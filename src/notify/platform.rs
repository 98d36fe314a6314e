//! Notification platform seams and their terminal implementations.

use async_trait::async_trait;
use std::sync::Arc;
use tokio::io::{AsyncBufReadExt, AsyncWriteExt, BufReader};
use tracing::{debug, info};

use crate::api::{Subscription, SubscriptionKeys};
use crate::config::PushConfig;
use crate::db::Database;
use crate::error::{FeedError, FeedResult};

use super::push::Notification;

const PERMISSION_KEY: &str = "notification_permission";
const SUBSCRIPTION_KEY: &str = "push_subscription";

#[derive(Debug, Clone, Copy, PartialEq, Eq)]
pub enum Permission {
  /// Not decided yet; asking again is allowed
  Default,
  Granted,
  Denied,
}

impl Permission {
  fn as_str(&self) -> &'static str {
    match self {
      Permission::Default => "default",
      Permission::Granted => "granted",
      Permission::Denied => "denied",
    }
  }

  fn parse(s: &str) -> Self {
    match s {
      "granted" => Permission::Granted,
      "denied" => Permission::Denied,
      _ => Permission::Default,
    }
  }
}

#[async_trait]
pub trait PermissionPrompt: Send + Sync {
  async fn request_permission(&self) -> FeedResult<Permission>;
}

#[async_trait]
pub trait PushManager: Send + Sync {
  async fn get_subscription(&self) -> FeedResult<Option<Subscription>>;

  async fn subscribe(&self, application_server_key: &[u8]) -> FeedResult<Subscription>;
}

#[async_trait]
pub trait Notifier: Send + Sync {
  async fn show(&self, notification: &Notification) -> FeedResult<()>;

  async fn close(&self, notification: &Notification) -> FeedResult<()>;
}

/// An open window of the app
#[derive(Debug, Clone, PartialEq, Eq)]
pub struct ClientWindow {
  pub id: String,
  pub url: String,
  pub visible: bool,
}

#[async_trait]
pub trait Clients: Send + Sync {
  async fn match_all(&self) -> FeedResult<Vec<ClientWindow>>;

  async fn navigate(&self, id: &str, url: &str) -> FeedResult<()>;

  async fn focus(&self, id: &str) -> FeedResult<()>;

  async fn open_window(&self, url: &str) -> FeedResult<()>;
}

/// Asks on the terminal and remembers a final answer, like a browser does.
pub struct StdinPrompt {
  db: Arc<Database>,
  origin: String,
}

impl StdinPrompt {
  pub fn new(db: Arc<Database>, origin: impl Into<String>) -> Self {
    Self {
      db,
      origin: origin.into(),
    }
  }
}

#[async_trait]
impl PermissionPrompt for StdinPrompt {
  async fn request_permission(&self) -> FeedResult<Permission> {
    let stored = self
      .db
      .get_state(PERMISSION_KEY)?
      .map(|s| Permission::parse(&s))
      .unwrap_or(Permission::Default);
    if stored != Permission::Default {
      debug!(permission = stored.as_str(), "Permission already decided");
      return Ok(stored);
    }

    let mut stdout = tokio::io::stdout();
    let question = format!("Allow {} to show notifications? [y/n] ", self.origin);
    stdout
      .write_all(question.as_bytes())
      .await
      .map_err(|e| FeedError::SubscribeFailed(e.to_string()))?;
    stdout
      .flush()
      .await
      .map_err(|e| FeedError::SubscribeFailed(e.to_string()))?;

    let mut answer = String::new();
    BufReader::new(tokio::io::stdin())
      .read_line(&mut answer)
      .await
      .map_err(|e| FeedError::SubscribeFailed(e.to_string()))?;

    let permission = match answer.trim().to_ascii_lowercase().as_str() {
      "y" | "yes" => Permission::Granted,
      "n" | "no" => Permission::Denied,
      _ => Permission::Default,
    };
    if permission != Permission::Default {
      self.db.set_state(PERMISSION_KEY, permission.as_str())?;
    }
    info!(permission = permission.as_str(), "Notification permission answered");
    Ok(permission)
  }
}

/// Push manager for a device whose push-service subscription details are
/// configured up front. The active subscription lives in the platform
/// database.
pub struct ConfiguredPushManager {
  db: Arc<Database>,
  config: PushConfig,
}

impl ConfiguredPushManager {
  pub fn new(db: Arc<Database>, config: PushConfig) -> Self {
    Self { db, config }
  }
}

#[async_trait]
impl PushManager for ConfiguredPushManager {
  async fn get_subscription(&self) -> FeedResult<Option<Subscription>> {
    match self.db.get_state(SUBSCRIPTION_KEY)? {
      Some(json) => Ok(Some(serde_json::from_str(&json)?)),
      None => Ok(None),
    }
  }

  async fn subscribe(&self, application_server_key: &[u8]) -> FeedResult<Subscription> {
    let (Some(endpoint), Some(auth), Some(p256dh)) = (
      self.config.endpoint.clone(),
      self.config.auth.clone(),
      self.config.p256dh.clone(),
    ) else {
      return Err(FeedError::SubscribeFailed(
        "no push endpoint configured for this device".to_string(),
      ));
    };

    let subscription = Subscription {
      endpoint,
      keys: SubscriptionKeys { auth, p256dh },
    };
    self
      .db
      .set_state(SUBSCRIPTION_KEY, &serde_json::to_string(&subscription)?)?;
    info!(
      endpoint = %subscription.endpoint,
      key_len = application_server_key.len(),
      "Push subscription created"
    );
    Ok(subscription)
  }
}

/// Prints notifications to stdout
pub struct TerminalNotifier;

#[async_trait]
impl Notifier for TerminalNotifier {
  async fn show(&self, notification: &Notification) -> FeedResult<()> {
    info!(title = %notification.title, tag = ?notification.tag, "Showing notification");
    println!("[notification] {}", notification.title);
    println!("  {}", notification.body);
    if !notification.actions.is_empty() {
      let actions: Vec<&str> = notification.actions.iter().map(|a| a.title.as_str()).collect();
      println!("  actions: {}", actions.join(" | "));
    }
    Ok(())
  }

  async fn close(&self, notification: &Notification) -> FeedResult<()> {
    debug!(title = %notification.title, "Closed notification");
    Ok(())
  }
}

/// No app window is ever open in a terminal session, so every click opens
/// a new one.
pub struct TerminalClients;

#[async_trait]
impl Clients for TerminalClients {
  async fn match_all(&self) -> FeedResult<Vec<ClientWindow>> {
    Ok(Vec::new())
  }

  async fn navigate(&self, id: &str, url: &str) -> FeedResult<()> {
    println!("Navigating {} to {}", id, url);
    Ok(())
  }

  async fn focus(&self, id: &str) -> FeedResult<()> {
    println!("Focusing {}", id);
    Ok(())
  }

  async fn open_window(&self, url: &str) -> FeedResult<()> {
    info!(url, "Opening window");
    println!("Opening {}", url);
    Ok(())
  }
}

= = = = =

### Aim of the exercise
Your job is to copy all the records exactly.

### The completed task
filename src/notify/platform.rs
repository 98d36fe314a6314e
//! Notification platform seams and their terminal implementations.

use async_trait::async_trait;
use std::sync::Arc;
use tokio::io::{AsyncBufReadExt, AsyncWriteExt, BufReader};
use tracing::{debug, info};

use crate::api::{Subscription, SubscriptionKeys};
use crate::config::PushConfig;
use crate::db::Database;
use crate::error::{FeedError, FeedResult};

use super::push::Notification;

const PERMISSION_KEY: &str = "notification_permission";
const SUBSCRIPTION_KEY: &str = "push_subscription";

#[derive(Debug, Clone, Copy, PartialEq, Eq)]
pub enum Permission {
  /// Not decided yet; asking again is allowed
  Default,
  Granted,
  Denied,
}

impl Permission {
  fn as_str(&self) -> &'static str {
    match self {
      Permission::Default => "default",
      Permission::Granted => "granted",
      Permission::Denied => "denied",
    }
  }

  fn parse(s: &str) -> Self {
    match s {
      "granted" => Permission::Granted,
      "denied" => Permission::Denied,
      _ => Permission::Default,
    }
  }
}

#[async_trait]
pub trait PermissionPrompt: Send + Sync {
  async fn request_permission(&self) -> FeedResult<Permission>;
}

#[async_trait]
pub trait PushManager: Send + Sync {
  async fn get_subscription(&self) -> FeedResult<Option<Subscription>>;

  async fn subscribe(&self, application_server_key: &[u8]) -> FeedResult<Subscription>;
}

#[async_trait]
pub trait Notifier: Send + Sync {
  async fn show(&self, notification: &Notification) -> FeedResult<()>;

  async fn close(&self, notification: &Notification) -> FeedResult<()>;
}

/// An open window of the app
#[derive(Debug, Clone, PartialEq, Eq)]
pub struct ClientWindow {
  pub id: String,
  pub url: String,
  pub visible: bool,
}

#[async_trait]
pub trait Clients: Send + Sync {
  async fn match_all(&self) -> FeedResult<Vec<ClientWindow>>;

  async fn navigate(&self, id: &str, url: &str) -> FeedResult<()>;

  async fn focus(&self, id: &str) -> FeedResult<()>;

  async fn open_window(&self, url: &str) -> FeedResult<()>;
}

/// Asks on the terminal and remembers a final answer, like a browser does.
pub struct StdinPrompt {
  db: Arc<Database>,
  origin: String,
}

impl StdinPrompt {
  pub fn new(db: Arc<Database>, origin: impl Into<String>) -> Self {
    Self {
      db,
      origin: origin.into(),
    }
  }
}

#[async_trait]
impl PermissionPrompt for StdinPrompt {
  async fn request_permission(&self) -> FeedResult<Permission> {
    let stored = self
      .db
      .get_state(PERMISSION_KEY)?
      .map(|s| Permission::parse(&s))
      .unwrap_or(Permission::Default);
    if stored != Permission::Default {
      debug!(permission = stored.as_str(), "Permission already decided");
      return Ok(stored);
    }

    let mut stdout = tokio::io::stdout();
    let question = format!("Allow {} to show notifications? [y/n] ", self.origin);
    stdout
      .write_all(question.as_bytes())
      .await
      .map_err(|e| FeedError::SubscribeFailed(e.to_string()))?;
    stdout
      .flush()
      .await
      .map_err(|e| FeedError::SubscribeFailed(e.to_string()))?;

    let mut answer = String::new();
    BufReader::new(tokio::io::stdin())
      .read_line(&mut answer)
      .await
      .map_err(|e| FeedError::SubscribeFailed(e.to_string()))?;

    let permission = match answer.trim().to_ascii_lowercase().as_str() {
      "y" | "yes" => Permission::Granted,
      "n" | "no" => Permission::Denied,
      _ => Permission::Default,
    };
    if permission != Permission::Default {
      self.db.set_state(PERMISSION_KEY, permission.as_str())?;
    }
    info!(permission = permission.as_str(), "Notification permission answered");
    Ok(permission)
  }
}

/// Push manager for a device whose push-service subscription details are
/// configured up front. The active subscription lives in the platform
/// database.
pub struct ConfiguredPushManager {
  db: Arc<Database>,
  config: PushConfig,
}

impl ConfiguredPushManager {
  pub fn new(db: Arc<Database>, config: PushConfig) -> Self {
    Self { db, config }
  }
}

#[async_trait]
impl PushManager for ConfiguredPushManager {
  async fn get_subscription(&self) -> FeedResult<Option<Subscription>> {
    match self.db.get_state(SUBSCRIPTION_KEY)? {
      Some(json) => Ok(Some(serde_json::from_str(&json)?)),
      None => Ok(None),
    }
  }

  async fn subscribe(&self, application_server_key: &[u8]) -> FeedResult<Subscription> {
    let (Some(endpoint), Some(auth), Some(p256dh)) = (
      self.config.endpoint.clone(),
      self.config.auth.clone(),
      self.config.p256dh.clone(),
    ) else {
      return Err(FeedError::SubscribeFailed(
        "no push endpoint configured for this device".to_string(),
      ));
    };

    let subscription = Subscription {
      endpoint,
      keys: SubscriptionKeys { auth, p256dh },
    };
    self
      .db
      .set_state(SUBSCRIPTION_KEY, &serde_json::to_string(&subscription)?)?;
    info!(
      endpoint = %subscription.endpoint,
      key_len = application_server_key.len(),
      "Push subscription created"
    );
    Ok(subscription)
  }
}

/// Prints notifications to stdout
pub struct TerminalNotifier;

#[async_trait]
impl Notifier for TerminalNotifier {
  async fn show(&self, notification: &Notification) -> FeedResult<()> {
    info!(title = %notification.title, tag = ?notification.tag, "Showing notification");
    println!("[notification] {}", notification.title);
    println!("  {}", notification.body);
    if !notification.actions.is_empty() {
      let actions: Vec<&str> = notification.actions.iter().map(|a| a.title.as_str()).collect();
      println!("  actions: {}", actions.join(" | "));
    }
    Ok(())
  }

  async fn close(&self, notification: &Notification) -> FeedResult<()> {
    debug!(title = %notification.title, "Closed notification");
    Ok(())
  }
}

/// No app window is ever open in a terminal session, so every click opens
/// a new one.
pub struct TerminalClients;

#[async_trait]
impl Clients for TerminalClients {
  async fn match_all(&self) -> FeedResult<Vec<ClientWindow>> {
    Ok(Vec::new())
  }

  async fn navigate(&self, id: &str, url: &str) -> FeedResult<()> {
    println!("Navigating {} to {}", id, url);
    Ok(())
  }

  async fn focus(&self, id: &str) -> FeedResult<()> {
    println!("Focusing {}", id);
    Ok(())
  }

  async fn open_window(&self, url: &str) -> FeedResult<()> {
    info!(url, "Opening window");
    println!("Opening {}", url);
    Ok(())
  }
}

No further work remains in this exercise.